Monday, May 28, 2012

Or is it All About the "S"-Word?

Several months back, I wrote about the "F"-word, forgiveness, which I declared the most important aspect of a Christian's spirituality.  Forgiveness through Jesus is the difference between a lost soul and one bound for Heaven. So, in a nutshell, it's "All About the F-Word."

But, in my experience, non-Christians tend to be faaaaaaaar more interested in conversations about the "S"-word--known more commonly as "submission."

I believe few biblical commands are more misunderstood than submission--yet this doesn't stop folks from harboring strong negative opinions. The S-word should be a secondary discussion about family structure between people with a common faith and authority.

But, misinformation has created a confused, nation-wide debate about modern gender roles, featuring impassioned outsiders who, frankly, don't know what they're talking about.

Consider this post about the "Breakdown of the Evangelical Family," about self-professing Christians, Jon and Kate Gosselin, at the time they announced their divorce. Keep in mind, however, that the author draws a clear line between herself and "those church people."  Which is to say, she's NOT an Evangelical.

Here are some of my favorite parts:

"Kate...embodies many evangelical women who struggle between the role of homemaker that their churches assign them and of finding interesting and creative work in the world... Despite all her pretensions to tradition, [she] is actually a very contemporary woman with feminist inclinations–one who is figuring out that her theology is at odds with the way life works out."
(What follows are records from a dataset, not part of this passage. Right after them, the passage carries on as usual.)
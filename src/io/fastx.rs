//! FASTA query reading — wraps `paraseq` for batched reading.
//!
//! Produces chunks of `(id, sequence)` records for the search pipeline.
//! Input files are transparently decompressed via niffler (gzip, zstd, …).

use anyhow::{Context, Result};
use std::path::Path;

pub use paraseq::Record;
pub use paraseq::fasta;

/// Chunk cap in records. Chunks bound how much query data is resident while
/// a single index pass runs; the final chunk of a file may be smaller.
pub const MAX_CHUNK_RECORDS: usize = 10 * (1 << 20);

// ---------------------------------------------------------------------------
// QueryRecord
// ---------------------------------------------------------------------------

/// One query with an owned id and sequence buffer.
#[derive(Debug, Clone)]
pub struct QueryRecord {
    /// Header text as read from the file.
    pub id: String,
    /// Nucleotide sequence bytes.
    pub seq: Vec<u8>,
}

/// A chunk of queries for batch processing.
pub type QueryChunk = Vec<QueryRecord>;

// ---------------------------------------------------------------------------
// FastaSource
// ---------------------------------------------------------------------------

/// Sequential FASTA reader that produces chunks of `QueryRecord`.
///
/// Chunks accumulate whole parser batches until `chunk_size` is reached, so
/// a chunk can run over the cap by at most one batch.
pub struct FastaSource {
    reader: fasta::Reader<Box<dyn std::io::Read + Send>>,
    record_set: fasta::RecordSet,
    chunk_size: usize,
}

impl FastaSource {
    /// Open a FASTA file, decompressing if needed.
    pub fn open(path: &Path, chunk_size: usize) -> Result<Self> {
        let (raw, _format) = niffler::send::from_path(path)
            .with_context(|| format!("failed to open {}", path.display()))?;
        let reader = fasta::Reader::new(raw);
        let record_set = reader.new_record_set();
        Ok(FastaSource {
            reader,
            record_set,
            chunk_size,
        })
    }

    /// Read the next chunk of queries into the provided buffer.
    ///
    /// Returns `Ok(true)` if records were produced, `Ok(false)` at EOF.
    pub fn next_chunk(&mut self, chunk: &mut QueryChunk) -> Result<bool> {
        chunk.clear();
        while chunk.len() < self.chunk_size {
            if !self.record_set.fill(&mut self.reader)? {
                break;
            }
            for record in self.record_set.iter() {
                let record = record?;
                chunk.push(QueryRecord {
                    id: String::from_utf8_lossy(record.id()).into_owned(),
                    seq: record.seq().into_owned(),
                });
            }
        }
        Ok(!chunk.is_empty())
    }
}

// ---------------------------------------------------------------------------
// Tests
// ---------------------------------------------------------------------------

#[cfg(test)]
mod tests {
    use super::*;
    use std::io::Write;

    fn write_fasta(records: &[(&str, &str)]) -> tempfile::NamedTempFile {
        let mut file = tempfile::NamedTempFile::new().unwrap();
        for (id, seq) in records {
            writeln!(file, ">{}", id).unwrap();
            writeln!(file, "{}", seq).unwrap();
        }
        file.flush().unwrap();
        file
    }

    #[test]
    fn reads_ids_and_sequences() {
        let file = write_fasta(&[("query0", "ACGTACGT"), ("query1", "TTTT")]);
        let mut source = FastaSource::open(file.path(), 100).unwrap();

        let mut chunk = QueryChunk::new();
        assert!(source.next_chunk(&mut chunk).unwrap());
        assert_eq!(chunk.len(), 2);
        assert_eq!(chunk[0].id, "query0");
        assert_eq!(chunk[0].seq, b"ACGTACGT");
        assert_eq!(chunk[1].seq, b"TTTT");

        assert!(!source.next_chunk(&mut chunk).unwrap());
        assert!(chunk.is_empty());
    }

    #[test]
    fn missing_file_is_an_error() {
        assert!(FastaSource::open(Path::new("/no/such/queries.fa"), 10).is_err());
    }
}
// Warnings (other than unused variables) in doctests are promoted to errors.
#![doc(test(attr(deny(warnings))))]
#![doc(test(attr(allow(dead_code))))]
#![doc(test(attr(allow(unused_variables))))]
#![deny(rustdoc::broken_intra_doc_links)]
#![deny(rustdoc::private_intra_doc_links)]
#![deny(rustdoc::invalid_codeblock_attributes)]

//! # xqd-runtime
//!
//! A host runtime that executes sandboxed guest WebAssembly modules against the `xqd`
//! edge-compute ABI: one guest module per served HTTP request, instantiated fresh (or drawn
//! from a warm [`pool`]), linked against host-exported `xqd_*` functions ([`abi`]), and torn
//! down or recycled once the request finishes.
//!
//! Start with [`registry::RegistryBuilder`] to declare the backends, stores, and loggers a
//! deployment exposes, [`pool::Pool`] to manage instances against a compiled guest `Module`,
//! and [`server::serve`] to bind a downstream HTTP listener in front of it all.

mod abi;

pub mod acl;
pub mod backend;
pub mod cache;
pub mod config_store;
pub mod dictionary;
pub mod error;
pub mod geo;
pub mod handle;
pub mod http;
pub mod instance;
pub mod kv_store;
pub mod log;
pub mod memory;
pub mod multivalue;
pub mod pool;
pub mod registry;
pub mod secret_store;
pub mod server;

pub use crate::error::RuntimeError;
pub use crate::instance::{Instance, InstanceState};
pub use crate::pool::Pool;
pub use crate::registry::{Registry, RegistryBuilder, RuntimeConfig};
"The Gosselin’s tensions demonstrate how unsuccessfully conservative religious groups have been dealing with gender–and how, when a woman like Kate Gosselin breaks with tradition in order to pursue what she loves...she gets both blamed and punished for problems in her relationships."

"But the conservative evangelical community shares some of that failure, too.  The religious world to which Jon and Kate belong never successfully navigated the gender changes of the last three decades, insisting that happiness can still be found in hierarchical roles of male superiority and female submission.  Having rejected feminist theology, evangelicals can’t really navigate contemporary marriage issues like those facing Jon and Kate."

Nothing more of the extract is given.